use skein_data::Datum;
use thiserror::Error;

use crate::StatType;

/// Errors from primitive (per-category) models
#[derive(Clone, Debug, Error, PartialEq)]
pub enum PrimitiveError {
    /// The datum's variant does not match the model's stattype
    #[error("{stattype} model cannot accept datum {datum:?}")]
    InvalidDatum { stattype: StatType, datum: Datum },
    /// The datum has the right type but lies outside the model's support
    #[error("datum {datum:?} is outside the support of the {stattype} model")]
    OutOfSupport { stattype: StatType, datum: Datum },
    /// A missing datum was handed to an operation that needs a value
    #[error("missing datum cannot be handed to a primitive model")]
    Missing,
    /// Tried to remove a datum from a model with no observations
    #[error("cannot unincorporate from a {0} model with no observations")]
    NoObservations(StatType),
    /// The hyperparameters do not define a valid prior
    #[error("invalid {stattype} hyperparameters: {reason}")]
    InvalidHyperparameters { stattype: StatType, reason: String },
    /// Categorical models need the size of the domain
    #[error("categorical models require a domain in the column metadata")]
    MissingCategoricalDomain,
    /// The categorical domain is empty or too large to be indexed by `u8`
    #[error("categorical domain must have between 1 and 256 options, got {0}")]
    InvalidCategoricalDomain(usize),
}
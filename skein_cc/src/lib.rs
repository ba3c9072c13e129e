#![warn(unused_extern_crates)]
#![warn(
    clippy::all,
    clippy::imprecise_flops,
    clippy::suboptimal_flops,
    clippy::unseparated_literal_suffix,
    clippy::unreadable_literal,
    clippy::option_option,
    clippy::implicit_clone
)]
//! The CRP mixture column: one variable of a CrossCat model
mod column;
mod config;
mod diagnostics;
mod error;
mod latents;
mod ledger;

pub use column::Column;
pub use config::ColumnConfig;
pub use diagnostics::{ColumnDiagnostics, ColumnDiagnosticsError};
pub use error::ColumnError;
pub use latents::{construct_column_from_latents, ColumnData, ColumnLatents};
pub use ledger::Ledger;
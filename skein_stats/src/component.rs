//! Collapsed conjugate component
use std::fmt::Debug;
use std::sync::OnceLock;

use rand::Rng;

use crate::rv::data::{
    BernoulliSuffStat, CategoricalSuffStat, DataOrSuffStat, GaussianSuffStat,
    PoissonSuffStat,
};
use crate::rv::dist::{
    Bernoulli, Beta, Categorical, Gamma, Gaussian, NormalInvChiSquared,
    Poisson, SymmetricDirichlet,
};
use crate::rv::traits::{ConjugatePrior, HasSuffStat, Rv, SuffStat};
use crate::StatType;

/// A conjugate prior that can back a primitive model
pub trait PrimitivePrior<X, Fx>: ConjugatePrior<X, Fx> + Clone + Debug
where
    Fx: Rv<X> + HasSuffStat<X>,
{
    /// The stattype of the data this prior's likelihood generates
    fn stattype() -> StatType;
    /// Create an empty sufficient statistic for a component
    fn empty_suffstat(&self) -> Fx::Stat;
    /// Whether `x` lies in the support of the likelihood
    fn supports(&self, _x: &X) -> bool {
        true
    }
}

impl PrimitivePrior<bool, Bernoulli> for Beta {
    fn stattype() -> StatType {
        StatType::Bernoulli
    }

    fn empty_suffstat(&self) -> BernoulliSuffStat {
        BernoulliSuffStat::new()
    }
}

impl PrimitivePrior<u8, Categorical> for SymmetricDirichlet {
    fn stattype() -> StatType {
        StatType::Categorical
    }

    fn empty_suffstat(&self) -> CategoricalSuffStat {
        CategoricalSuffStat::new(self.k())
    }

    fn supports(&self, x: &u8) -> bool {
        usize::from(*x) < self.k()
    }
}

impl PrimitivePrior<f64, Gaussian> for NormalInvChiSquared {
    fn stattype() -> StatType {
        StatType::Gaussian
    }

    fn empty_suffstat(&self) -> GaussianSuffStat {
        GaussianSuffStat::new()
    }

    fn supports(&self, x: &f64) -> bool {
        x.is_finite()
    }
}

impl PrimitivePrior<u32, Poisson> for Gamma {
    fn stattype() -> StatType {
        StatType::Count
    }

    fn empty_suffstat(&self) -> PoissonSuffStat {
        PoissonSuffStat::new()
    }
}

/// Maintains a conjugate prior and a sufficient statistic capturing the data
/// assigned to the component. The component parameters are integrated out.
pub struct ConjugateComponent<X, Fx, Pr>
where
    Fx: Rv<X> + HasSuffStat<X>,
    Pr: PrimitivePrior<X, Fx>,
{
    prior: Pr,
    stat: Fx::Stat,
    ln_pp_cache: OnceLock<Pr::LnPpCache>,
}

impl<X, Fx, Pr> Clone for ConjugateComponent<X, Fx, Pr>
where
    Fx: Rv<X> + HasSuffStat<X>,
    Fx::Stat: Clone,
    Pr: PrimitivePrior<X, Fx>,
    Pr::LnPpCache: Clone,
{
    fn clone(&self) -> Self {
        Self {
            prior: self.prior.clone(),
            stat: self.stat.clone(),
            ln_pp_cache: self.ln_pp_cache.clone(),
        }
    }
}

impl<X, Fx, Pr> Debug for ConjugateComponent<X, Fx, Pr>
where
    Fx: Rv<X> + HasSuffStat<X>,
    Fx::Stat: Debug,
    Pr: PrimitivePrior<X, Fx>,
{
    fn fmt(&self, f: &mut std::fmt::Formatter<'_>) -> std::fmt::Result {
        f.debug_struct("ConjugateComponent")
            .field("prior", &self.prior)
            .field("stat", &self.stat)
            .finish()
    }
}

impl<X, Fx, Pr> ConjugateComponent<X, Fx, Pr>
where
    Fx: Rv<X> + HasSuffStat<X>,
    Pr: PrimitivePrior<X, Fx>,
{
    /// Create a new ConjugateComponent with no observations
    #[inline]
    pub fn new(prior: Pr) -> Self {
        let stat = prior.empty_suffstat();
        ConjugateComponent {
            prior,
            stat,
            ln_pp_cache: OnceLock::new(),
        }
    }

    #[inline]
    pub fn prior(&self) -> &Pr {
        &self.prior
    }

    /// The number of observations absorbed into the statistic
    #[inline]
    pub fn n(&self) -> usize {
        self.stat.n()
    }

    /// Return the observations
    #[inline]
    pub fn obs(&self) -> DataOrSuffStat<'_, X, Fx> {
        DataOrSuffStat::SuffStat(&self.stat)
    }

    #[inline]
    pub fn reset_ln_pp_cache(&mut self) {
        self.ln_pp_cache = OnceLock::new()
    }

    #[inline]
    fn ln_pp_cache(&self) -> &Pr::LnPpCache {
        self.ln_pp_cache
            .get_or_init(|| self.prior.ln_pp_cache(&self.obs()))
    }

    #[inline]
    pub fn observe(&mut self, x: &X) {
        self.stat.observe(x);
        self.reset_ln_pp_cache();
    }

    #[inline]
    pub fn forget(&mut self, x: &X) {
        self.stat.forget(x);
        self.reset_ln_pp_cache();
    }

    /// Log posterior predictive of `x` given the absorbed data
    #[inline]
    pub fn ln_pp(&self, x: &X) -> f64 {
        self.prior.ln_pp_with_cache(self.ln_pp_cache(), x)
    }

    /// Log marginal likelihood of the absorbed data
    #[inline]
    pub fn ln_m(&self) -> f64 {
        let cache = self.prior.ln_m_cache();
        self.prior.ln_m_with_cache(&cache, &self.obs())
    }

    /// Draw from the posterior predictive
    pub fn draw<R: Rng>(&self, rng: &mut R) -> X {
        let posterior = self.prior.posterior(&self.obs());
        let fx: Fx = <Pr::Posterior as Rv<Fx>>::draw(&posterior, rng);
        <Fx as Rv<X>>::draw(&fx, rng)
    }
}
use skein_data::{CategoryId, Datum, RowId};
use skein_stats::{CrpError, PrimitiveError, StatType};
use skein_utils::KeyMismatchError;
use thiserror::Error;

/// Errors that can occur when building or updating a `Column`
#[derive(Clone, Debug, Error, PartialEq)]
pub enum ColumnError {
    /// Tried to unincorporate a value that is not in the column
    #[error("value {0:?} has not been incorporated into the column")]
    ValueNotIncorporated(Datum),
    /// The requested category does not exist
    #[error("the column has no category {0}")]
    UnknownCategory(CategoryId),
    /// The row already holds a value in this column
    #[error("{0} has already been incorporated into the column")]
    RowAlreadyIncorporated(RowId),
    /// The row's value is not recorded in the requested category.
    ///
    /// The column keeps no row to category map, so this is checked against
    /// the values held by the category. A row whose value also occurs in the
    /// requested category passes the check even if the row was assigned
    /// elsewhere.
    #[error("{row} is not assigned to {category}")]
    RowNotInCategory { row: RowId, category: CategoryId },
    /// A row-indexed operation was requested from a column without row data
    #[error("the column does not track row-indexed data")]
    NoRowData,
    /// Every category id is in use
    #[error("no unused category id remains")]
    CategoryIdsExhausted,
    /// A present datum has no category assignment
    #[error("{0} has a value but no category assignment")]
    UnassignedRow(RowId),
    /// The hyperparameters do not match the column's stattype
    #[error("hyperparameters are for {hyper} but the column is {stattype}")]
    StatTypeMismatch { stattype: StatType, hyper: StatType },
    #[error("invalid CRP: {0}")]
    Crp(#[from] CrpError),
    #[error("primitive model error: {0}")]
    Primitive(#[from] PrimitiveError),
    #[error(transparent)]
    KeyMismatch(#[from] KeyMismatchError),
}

════════

■ **Exercise requirements**: Every line in the records above that contains the word "forget" should be copied out.

■ **Output for this task**:
    pub fn forget(&mut self, x: &X) {
        self.stat.forget(x);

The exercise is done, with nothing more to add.